* [PROMPT]: Look through the records below for the line with "filename src/core/rng.rs" and the line with "statistical quality, so", then return those lines and all lines between, exactly.

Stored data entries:
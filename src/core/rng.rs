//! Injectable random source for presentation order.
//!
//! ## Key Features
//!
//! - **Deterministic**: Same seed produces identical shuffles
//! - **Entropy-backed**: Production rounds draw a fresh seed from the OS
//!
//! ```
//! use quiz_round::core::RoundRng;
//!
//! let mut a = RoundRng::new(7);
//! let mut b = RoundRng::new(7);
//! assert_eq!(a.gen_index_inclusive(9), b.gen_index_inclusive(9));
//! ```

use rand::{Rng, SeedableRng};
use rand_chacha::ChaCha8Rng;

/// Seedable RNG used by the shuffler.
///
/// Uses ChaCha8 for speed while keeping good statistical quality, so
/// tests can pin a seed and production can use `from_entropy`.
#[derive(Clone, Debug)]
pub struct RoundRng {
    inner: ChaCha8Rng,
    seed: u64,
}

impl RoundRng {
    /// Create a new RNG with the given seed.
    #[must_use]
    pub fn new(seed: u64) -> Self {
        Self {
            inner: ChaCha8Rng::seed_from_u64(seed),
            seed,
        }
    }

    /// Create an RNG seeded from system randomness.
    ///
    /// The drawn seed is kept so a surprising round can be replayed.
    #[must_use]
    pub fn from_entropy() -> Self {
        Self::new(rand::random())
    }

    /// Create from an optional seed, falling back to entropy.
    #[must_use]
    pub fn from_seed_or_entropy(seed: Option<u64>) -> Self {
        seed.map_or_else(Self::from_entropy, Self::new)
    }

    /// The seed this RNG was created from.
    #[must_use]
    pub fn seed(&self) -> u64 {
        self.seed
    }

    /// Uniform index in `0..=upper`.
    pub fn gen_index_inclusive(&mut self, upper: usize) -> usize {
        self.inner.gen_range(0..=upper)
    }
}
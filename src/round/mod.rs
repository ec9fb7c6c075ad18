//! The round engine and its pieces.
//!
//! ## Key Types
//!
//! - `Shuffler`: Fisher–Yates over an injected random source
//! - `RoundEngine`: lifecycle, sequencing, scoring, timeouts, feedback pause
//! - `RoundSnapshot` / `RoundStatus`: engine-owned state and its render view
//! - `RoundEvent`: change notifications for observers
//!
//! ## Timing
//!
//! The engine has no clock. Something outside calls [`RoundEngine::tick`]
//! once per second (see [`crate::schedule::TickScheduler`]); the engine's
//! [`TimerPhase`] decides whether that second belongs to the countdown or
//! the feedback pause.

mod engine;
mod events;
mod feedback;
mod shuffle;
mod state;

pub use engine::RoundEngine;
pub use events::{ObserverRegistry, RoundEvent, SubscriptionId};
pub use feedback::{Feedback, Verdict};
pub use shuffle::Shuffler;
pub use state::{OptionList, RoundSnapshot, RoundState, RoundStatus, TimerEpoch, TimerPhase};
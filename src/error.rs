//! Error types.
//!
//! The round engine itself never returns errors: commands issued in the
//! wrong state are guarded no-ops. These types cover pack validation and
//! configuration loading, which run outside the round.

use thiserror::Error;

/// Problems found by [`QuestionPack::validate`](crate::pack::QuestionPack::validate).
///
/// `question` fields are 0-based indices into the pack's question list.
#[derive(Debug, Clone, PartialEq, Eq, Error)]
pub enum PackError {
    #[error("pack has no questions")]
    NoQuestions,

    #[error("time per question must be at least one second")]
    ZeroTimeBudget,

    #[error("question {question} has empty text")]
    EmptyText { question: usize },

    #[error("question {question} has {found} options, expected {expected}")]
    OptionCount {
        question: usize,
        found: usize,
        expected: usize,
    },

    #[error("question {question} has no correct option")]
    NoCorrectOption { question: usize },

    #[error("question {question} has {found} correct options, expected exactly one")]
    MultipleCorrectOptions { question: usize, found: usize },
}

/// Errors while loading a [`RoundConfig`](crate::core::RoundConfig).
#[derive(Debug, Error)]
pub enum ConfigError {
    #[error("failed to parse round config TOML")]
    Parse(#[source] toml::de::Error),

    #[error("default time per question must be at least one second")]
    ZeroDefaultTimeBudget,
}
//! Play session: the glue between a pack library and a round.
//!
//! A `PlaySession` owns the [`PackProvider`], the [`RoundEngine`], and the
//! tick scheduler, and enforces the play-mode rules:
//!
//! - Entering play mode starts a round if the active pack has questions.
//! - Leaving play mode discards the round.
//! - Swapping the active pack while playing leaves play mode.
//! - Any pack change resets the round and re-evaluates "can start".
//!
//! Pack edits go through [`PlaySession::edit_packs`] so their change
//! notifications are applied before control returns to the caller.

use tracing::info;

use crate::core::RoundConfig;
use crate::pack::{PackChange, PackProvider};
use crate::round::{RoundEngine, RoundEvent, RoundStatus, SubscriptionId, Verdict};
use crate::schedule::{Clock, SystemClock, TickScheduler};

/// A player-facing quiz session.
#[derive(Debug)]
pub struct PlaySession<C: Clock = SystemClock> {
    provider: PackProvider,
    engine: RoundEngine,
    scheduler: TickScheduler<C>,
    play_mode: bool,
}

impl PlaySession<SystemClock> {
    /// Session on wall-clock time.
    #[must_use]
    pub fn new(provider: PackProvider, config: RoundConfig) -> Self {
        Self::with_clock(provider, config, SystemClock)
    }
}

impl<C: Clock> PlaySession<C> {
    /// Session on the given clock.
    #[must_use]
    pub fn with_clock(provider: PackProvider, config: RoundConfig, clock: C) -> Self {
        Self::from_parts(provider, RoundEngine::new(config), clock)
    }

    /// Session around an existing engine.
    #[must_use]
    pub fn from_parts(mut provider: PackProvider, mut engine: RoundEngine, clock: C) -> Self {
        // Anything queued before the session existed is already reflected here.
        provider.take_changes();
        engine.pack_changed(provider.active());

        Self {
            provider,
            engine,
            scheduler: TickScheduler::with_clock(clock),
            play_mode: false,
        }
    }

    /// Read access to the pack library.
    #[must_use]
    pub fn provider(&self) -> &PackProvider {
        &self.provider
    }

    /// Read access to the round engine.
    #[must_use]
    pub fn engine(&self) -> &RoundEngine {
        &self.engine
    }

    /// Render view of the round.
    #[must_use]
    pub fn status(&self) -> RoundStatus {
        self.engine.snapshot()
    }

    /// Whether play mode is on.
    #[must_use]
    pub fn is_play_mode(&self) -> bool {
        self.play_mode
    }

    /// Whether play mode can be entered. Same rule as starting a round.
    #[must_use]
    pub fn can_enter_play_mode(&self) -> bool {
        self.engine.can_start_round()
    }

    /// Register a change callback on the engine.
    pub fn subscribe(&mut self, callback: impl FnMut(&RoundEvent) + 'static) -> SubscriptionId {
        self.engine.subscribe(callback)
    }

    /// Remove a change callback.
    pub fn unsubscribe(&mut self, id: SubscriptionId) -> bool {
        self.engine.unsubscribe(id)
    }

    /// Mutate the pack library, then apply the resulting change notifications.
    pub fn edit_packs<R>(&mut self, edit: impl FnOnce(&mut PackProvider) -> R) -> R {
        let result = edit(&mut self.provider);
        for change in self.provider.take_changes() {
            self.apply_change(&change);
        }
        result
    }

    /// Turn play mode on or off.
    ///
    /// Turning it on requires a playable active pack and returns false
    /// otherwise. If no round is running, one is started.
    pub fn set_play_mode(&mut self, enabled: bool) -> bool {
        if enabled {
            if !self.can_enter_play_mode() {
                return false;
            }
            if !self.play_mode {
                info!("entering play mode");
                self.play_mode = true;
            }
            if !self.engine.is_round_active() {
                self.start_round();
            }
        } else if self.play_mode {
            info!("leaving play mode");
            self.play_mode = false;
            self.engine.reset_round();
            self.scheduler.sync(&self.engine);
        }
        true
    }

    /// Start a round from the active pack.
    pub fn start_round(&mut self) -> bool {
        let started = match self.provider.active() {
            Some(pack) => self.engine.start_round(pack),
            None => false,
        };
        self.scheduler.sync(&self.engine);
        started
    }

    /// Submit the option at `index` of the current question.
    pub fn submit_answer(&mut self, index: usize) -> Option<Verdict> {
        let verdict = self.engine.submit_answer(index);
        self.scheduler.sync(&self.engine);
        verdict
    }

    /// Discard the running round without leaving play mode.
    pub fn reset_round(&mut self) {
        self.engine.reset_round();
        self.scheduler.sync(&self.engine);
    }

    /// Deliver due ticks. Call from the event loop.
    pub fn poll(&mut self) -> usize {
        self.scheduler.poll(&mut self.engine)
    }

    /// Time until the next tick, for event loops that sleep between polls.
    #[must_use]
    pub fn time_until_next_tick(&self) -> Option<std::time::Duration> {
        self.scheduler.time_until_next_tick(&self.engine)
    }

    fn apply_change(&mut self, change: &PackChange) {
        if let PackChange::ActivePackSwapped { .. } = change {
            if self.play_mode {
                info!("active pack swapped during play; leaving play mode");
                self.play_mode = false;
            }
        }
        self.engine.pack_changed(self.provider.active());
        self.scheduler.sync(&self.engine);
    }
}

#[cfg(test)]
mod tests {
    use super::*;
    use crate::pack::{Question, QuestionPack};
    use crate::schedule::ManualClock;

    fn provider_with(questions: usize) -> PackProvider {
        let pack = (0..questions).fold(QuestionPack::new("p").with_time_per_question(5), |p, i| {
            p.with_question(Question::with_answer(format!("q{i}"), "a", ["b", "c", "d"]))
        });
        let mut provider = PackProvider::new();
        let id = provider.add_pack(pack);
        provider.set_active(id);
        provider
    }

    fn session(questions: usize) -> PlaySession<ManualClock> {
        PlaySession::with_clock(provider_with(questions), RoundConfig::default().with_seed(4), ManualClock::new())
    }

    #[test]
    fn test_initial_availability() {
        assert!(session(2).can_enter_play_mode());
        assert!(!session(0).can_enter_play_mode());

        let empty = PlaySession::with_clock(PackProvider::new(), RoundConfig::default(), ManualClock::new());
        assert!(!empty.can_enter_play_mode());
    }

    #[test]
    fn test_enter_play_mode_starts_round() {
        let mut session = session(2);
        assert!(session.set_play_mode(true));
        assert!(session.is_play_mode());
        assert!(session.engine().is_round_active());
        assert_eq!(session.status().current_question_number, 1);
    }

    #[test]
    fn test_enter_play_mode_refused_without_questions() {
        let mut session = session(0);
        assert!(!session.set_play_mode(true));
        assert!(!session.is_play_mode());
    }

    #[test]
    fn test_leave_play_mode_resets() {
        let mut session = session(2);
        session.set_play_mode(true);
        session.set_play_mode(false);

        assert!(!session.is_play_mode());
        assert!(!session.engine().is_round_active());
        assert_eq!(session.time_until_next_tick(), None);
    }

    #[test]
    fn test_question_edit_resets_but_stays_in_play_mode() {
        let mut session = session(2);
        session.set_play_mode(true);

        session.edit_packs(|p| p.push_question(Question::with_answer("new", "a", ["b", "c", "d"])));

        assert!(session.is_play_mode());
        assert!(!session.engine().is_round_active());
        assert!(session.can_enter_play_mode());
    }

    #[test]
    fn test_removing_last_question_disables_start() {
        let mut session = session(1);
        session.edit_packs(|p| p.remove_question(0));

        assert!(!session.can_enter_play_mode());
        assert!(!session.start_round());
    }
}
...
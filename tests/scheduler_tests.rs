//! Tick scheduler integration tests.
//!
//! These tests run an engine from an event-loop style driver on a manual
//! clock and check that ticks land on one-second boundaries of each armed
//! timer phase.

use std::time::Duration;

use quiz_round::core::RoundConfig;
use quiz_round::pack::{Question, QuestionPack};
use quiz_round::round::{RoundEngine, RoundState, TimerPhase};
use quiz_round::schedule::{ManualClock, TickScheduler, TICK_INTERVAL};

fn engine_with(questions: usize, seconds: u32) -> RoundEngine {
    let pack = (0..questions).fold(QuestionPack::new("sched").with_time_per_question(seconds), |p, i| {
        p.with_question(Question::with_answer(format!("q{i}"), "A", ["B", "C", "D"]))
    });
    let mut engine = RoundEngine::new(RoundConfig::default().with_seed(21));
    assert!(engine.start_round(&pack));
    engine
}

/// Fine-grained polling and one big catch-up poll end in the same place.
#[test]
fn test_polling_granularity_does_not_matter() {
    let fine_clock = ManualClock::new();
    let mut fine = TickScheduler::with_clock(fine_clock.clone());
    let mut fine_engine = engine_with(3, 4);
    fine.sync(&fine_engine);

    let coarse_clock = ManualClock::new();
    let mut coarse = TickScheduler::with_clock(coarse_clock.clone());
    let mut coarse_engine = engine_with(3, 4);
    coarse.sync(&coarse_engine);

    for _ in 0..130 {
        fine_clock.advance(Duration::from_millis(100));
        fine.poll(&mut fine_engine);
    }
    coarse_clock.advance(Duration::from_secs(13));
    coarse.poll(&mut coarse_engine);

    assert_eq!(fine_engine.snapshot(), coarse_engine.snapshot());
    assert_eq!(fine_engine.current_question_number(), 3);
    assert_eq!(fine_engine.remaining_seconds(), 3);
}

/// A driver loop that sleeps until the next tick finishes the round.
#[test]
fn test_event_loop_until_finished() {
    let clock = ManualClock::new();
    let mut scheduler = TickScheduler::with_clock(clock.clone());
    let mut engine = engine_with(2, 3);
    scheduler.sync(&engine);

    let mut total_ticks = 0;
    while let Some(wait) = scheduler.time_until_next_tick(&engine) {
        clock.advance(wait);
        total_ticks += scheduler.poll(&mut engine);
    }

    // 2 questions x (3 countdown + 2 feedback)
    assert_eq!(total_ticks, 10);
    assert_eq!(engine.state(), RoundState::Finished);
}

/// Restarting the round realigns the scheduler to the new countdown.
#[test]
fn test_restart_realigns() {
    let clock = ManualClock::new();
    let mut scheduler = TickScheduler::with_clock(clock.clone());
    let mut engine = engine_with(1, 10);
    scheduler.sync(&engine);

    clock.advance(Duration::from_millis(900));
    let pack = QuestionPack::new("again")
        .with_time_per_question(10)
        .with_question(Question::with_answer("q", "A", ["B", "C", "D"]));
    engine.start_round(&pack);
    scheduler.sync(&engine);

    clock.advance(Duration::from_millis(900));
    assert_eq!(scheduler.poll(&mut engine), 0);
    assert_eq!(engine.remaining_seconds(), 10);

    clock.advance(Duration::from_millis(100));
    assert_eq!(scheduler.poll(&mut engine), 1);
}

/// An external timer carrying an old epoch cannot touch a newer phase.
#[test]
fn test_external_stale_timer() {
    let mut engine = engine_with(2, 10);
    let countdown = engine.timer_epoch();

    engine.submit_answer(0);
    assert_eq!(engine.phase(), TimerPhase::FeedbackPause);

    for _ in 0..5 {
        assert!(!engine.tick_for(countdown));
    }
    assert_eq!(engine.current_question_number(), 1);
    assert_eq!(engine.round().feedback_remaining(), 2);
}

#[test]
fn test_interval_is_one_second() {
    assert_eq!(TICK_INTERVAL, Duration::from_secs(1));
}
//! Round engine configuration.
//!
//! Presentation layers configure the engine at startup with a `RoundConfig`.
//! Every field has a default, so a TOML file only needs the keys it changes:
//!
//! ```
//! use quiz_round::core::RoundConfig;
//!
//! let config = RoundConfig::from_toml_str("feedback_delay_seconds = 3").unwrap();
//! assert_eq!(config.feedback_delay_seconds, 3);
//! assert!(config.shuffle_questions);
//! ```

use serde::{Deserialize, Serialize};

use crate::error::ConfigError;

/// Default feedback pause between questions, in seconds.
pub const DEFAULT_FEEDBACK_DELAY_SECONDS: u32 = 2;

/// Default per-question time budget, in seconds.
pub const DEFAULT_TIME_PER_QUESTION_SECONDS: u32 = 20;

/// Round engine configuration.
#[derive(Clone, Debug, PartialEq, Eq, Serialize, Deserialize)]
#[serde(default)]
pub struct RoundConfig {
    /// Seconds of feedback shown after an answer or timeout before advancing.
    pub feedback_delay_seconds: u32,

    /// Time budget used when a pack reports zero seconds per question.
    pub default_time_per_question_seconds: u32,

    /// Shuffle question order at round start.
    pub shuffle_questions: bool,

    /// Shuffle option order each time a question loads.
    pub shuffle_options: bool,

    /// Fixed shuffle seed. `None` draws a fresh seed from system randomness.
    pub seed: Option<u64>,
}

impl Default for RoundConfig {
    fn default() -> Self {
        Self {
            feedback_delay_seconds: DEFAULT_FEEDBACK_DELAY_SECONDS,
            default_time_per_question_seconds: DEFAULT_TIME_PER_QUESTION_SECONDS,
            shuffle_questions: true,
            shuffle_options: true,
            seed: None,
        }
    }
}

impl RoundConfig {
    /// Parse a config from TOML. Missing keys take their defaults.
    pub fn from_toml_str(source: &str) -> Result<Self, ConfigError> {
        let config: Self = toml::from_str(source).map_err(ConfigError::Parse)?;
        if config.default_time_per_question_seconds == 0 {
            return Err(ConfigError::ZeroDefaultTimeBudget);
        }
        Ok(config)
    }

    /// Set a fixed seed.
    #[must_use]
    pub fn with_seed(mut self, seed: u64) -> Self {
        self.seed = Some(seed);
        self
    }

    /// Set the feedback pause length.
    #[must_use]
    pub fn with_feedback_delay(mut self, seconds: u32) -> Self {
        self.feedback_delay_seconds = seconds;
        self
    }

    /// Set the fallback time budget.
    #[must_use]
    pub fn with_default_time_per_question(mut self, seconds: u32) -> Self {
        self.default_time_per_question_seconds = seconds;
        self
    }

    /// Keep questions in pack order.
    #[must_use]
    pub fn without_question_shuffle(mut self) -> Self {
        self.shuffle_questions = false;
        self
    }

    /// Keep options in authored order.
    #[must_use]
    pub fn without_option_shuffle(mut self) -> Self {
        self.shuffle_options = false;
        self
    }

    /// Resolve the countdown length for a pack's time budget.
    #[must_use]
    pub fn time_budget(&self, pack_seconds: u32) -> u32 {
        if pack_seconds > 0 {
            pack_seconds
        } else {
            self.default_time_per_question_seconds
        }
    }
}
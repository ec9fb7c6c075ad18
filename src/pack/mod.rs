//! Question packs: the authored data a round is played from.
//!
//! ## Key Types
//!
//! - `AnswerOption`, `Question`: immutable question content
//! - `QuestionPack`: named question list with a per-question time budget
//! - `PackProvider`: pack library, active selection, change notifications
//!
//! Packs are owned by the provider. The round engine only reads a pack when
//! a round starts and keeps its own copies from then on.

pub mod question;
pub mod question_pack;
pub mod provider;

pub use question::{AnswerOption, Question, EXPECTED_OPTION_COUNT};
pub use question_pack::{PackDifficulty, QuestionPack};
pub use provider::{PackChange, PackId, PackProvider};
...
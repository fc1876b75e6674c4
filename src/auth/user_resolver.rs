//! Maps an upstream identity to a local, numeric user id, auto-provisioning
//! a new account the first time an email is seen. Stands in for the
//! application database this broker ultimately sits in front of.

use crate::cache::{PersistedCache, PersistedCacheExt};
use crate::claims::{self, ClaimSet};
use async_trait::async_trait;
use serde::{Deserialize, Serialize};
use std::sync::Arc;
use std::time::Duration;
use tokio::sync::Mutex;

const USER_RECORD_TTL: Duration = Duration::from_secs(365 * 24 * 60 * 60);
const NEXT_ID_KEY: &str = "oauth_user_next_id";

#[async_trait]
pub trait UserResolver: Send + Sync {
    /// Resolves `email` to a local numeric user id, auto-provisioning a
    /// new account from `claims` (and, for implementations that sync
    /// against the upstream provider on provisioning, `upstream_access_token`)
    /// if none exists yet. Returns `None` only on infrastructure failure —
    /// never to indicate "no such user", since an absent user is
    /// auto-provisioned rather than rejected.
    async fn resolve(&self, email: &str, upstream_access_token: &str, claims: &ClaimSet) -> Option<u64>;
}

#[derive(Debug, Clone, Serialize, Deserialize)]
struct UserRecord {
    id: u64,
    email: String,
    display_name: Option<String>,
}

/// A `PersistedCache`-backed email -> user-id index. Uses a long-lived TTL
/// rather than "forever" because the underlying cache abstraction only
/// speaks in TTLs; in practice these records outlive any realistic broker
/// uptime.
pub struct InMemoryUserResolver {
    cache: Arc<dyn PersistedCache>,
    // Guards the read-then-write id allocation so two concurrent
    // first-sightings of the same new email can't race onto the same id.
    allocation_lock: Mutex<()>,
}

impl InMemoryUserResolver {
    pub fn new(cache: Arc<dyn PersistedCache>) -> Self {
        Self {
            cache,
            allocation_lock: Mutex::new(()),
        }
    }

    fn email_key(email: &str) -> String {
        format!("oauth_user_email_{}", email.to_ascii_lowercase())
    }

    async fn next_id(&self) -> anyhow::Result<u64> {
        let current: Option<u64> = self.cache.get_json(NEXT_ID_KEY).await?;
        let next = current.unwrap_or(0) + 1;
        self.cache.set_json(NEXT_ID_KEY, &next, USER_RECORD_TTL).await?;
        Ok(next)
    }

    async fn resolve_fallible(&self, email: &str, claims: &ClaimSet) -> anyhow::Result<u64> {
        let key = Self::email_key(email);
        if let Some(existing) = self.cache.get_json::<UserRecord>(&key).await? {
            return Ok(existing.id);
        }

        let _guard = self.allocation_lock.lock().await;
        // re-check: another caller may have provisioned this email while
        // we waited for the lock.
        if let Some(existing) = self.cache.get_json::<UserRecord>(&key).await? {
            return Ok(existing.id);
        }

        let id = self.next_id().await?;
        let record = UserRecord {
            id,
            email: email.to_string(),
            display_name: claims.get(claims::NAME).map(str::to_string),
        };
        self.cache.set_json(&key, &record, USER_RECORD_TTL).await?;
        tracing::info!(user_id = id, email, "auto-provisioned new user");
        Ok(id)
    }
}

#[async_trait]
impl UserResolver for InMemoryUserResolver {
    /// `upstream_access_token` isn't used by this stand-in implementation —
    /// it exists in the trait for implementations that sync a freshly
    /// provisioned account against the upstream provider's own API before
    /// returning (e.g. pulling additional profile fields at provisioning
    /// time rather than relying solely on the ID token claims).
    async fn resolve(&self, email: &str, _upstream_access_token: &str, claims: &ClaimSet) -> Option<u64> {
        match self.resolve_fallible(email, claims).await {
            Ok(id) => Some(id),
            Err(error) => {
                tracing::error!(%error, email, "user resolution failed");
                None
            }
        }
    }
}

* [ANSWER SPACE]:
filename src/core/rng.rs
//! Injectable random source for presentation order.
//!
//! ## Key Features
//!
//! - **Deterministic**: Same seed produces identical shuffles
//! - **Entropy-backed**: Production rounds draw a fresh seed from the OS
//!
//! ```
//! use quiz_round::core::RoundRng;
//!
//! let mut a = RoundRng::new(7);
//! let mut b = RoundRng::new(7);
//! assert_eq!(a.gen_index_inclusive(9), b.gen_index_inclusive(9));
//! ```

use rand::{Rng, SeedableRng};
use rand_chacha::ChaCha8Rng;

/// Seedable RNG used by the shuffler.
///
/// Uses ChaCha8 for speed while keeping good statistical quality, so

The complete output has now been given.